[Collected data]
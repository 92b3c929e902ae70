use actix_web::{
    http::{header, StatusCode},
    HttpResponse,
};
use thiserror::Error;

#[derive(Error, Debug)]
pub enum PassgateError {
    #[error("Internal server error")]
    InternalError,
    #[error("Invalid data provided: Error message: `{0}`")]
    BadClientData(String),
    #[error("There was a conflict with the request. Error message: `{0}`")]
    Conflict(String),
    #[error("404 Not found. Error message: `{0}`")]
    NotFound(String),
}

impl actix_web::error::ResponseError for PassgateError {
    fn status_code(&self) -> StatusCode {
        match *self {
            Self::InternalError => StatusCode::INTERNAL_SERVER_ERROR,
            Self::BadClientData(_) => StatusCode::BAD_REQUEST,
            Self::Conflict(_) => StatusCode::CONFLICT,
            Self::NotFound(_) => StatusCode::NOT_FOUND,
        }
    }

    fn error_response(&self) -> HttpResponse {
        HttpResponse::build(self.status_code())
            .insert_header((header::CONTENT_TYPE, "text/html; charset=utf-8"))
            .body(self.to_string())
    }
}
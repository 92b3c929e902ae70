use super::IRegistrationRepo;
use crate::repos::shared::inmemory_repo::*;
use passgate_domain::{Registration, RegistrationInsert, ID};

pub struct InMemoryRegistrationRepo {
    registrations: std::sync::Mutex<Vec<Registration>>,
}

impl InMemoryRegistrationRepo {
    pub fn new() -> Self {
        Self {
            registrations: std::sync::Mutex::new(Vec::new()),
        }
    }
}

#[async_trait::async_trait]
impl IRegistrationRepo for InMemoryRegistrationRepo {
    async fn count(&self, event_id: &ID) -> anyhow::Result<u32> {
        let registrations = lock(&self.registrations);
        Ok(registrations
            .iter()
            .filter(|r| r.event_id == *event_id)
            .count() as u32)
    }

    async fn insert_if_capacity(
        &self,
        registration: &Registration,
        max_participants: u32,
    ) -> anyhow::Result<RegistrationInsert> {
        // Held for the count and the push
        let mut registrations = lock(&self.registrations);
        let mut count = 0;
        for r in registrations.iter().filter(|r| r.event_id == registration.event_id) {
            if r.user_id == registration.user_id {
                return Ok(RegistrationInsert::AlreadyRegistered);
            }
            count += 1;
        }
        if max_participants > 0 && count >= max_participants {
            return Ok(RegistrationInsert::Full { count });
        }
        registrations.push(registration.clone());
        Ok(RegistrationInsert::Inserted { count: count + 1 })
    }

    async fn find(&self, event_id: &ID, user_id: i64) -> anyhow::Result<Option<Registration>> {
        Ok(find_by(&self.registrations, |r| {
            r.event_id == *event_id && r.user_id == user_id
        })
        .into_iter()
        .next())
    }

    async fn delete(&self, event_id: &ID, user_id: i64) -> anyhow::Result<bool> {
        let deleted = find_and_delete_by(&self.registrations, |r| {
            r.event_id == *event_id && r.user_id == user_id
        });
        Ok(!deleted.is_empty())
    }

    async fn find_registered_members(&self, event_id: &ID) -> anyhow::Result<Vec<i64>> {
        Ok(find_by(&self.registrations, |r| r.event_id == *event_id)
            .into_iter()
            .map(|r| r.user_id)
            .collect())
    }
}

---

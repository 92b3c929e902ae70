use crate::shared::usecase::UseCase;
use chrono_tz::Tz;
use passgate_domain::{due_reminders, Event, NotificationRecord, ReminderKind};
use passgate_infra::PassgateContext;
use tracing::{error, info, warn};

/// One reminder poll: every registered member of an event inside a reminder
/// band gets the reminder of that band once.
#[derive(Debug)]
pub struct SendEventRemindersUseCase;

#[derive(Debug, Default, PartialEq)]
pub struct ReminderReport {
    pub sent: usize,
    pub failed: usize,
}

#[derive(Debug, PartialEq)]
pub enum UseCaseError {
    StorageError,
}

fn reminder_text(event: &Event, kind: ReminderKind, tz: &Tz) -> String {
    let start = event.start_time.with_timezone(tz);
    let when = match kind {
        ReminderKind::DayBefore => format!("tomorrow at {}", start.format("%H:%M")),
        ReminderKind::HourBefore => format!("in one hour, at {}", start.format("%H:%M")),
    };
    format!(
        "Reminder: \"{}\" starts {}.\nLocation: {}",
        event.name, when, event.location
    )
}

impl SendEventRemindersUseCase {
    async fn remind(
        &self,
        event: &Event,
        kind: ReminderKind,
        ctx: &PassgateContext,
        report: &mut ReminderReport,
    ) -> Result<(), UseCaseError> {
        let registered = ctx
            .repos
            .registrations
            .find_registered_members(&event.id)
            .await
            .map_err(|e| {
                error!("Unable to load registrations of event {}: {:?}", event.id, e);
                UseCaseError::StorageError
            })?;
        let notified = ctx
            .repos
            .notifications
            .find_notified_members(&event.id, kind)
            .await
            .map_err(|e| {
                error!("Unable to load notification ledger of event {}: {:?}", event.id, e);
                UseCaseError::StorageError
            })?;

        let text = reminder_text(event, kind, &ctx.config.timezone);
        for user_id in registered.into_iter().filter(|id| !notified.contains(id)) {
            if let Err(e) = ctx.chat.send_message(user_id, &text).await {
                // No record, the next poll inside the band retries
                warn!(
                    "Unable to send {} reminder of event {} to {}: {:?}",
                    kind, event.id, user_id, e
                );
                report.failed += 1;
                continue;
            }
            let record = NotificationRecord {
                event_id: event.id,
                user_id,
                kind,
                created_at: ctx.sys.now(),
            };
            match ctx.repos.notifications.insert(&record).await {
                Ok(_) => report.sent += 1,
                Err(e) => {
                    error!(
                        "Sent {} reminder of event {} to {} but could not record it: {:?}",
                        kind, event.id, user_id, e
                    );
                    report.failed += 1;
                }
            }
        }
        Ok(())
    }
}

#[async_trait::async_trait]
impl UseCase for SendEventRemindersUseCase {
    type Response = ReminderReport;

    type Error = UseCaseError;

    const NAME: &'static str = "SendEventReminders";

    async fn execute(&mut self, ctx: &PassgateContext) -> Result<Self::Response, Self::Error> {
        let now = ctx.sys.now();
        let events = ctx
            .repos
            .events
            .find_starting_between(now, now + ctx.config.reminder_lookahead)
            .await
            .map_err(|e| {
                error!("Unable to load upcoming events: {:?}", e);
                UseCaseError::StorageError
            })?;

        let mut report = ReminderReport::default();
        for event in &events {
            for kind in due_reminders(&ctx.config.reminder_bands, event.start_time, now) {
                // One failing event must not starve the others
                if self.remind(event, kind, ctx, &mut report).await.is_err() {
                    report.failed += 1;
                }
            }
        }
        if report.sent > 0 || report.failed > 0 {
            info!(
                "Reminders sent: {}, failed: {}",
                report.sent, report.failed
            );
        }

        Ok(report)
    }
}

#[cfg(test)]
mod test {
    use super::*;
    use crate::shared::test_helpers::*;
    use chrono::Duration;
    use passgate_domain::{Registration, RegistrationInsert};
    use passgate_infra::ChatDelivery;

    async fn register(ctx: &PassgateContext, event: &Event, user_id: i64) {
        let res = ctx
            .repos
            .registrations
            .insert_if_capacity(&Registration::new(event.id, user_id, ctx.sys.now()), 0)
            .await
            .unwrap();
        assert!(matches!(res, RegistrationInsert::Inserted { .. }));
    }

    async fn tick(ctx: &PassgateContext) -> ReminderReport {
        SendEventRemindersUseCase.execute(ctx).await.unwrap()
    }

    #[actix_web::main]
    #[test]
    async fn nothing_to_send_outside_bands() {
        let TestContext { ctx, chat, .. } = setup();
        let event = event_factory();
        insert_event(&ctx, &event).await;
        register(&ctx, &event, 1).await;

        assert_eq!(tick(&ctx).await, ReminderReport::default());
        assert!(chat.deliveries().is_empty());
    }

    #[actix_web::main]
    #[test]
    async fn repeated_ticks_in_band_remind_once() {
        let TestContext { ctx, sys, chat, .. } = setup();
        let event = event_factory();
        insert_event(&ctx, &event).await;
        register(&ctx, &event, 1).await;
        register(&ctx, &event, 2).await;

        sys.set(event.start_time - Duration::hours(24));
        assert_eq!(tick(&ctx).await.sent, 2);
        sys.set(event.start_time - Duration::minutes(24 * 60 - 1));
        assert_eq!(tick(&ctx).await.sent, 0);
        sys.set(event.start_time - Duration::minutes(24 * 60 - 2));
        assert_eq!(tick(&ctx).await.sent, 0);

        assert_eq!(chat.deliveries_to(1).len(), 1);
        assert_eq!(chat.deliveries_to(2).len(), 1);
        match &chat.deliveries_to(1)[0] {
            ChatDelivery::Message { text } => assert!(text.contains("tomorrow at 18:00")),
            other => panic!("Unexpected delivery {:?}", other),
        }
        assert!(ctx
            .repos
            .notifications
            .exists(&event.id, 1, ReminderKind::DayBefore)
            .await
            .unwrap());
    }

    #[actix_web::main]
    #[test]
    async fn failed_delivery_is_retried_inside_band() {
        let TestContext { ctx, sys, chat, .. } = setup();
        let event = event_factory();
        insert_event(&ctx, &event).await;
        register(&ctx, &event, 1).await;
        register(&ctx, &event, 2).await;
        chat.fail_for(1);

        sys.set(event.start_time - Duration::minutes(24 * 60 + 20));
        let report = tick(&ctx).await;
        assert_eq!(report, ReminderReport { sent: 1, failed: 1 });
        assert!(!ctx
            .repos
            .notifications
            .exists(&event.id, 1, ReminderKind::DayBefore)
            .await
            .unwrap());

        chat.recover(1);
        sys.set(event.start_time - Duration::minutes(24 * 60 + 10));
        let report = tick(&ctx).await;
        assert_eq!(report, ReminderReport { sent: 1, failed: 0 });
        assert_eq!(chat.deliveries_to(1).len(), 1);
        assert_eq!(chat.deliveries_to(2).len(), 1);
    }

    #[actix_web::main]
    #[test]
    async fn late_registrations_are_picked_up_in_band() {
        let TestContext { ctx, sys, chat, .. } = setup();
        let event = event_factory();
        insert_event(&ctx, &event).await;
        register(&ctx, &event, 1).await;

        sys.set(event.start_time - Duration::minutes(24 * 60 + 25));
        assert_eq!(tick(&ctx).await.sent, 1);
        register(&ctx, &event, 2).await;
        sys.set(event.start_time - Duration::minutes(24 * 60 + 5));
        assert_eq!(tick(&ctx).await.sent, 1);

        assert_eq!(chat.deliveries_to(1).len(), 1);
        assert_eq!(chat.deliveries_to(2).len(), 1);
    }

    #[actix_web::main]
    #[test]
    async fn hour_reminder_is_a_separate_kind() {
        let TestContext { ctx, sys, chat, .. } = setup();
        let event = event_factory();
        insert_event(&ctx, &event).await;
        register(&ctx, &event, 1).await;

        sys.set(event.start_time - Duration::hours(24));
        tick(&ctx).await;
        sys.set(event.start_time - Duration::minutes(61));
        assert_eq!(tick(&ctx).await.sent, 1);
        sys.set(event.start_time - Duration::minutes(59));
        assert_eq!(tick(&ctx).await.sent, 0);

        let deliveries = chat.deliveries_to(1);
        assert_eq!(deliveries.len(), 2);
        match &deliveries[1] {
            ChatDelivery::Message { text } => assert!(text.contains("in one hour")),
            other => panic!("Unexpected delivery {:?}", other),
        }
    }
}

[Exercise brief] Read through the records above and copy the lines that contain "execute".

[Written solution]
    async fn execute(&mut self, ctx: &PassgateContext) -> Result<Self::Response, Self::Error> {
        SendEventRemindersUseCase.execute(ctx).await.unwrap()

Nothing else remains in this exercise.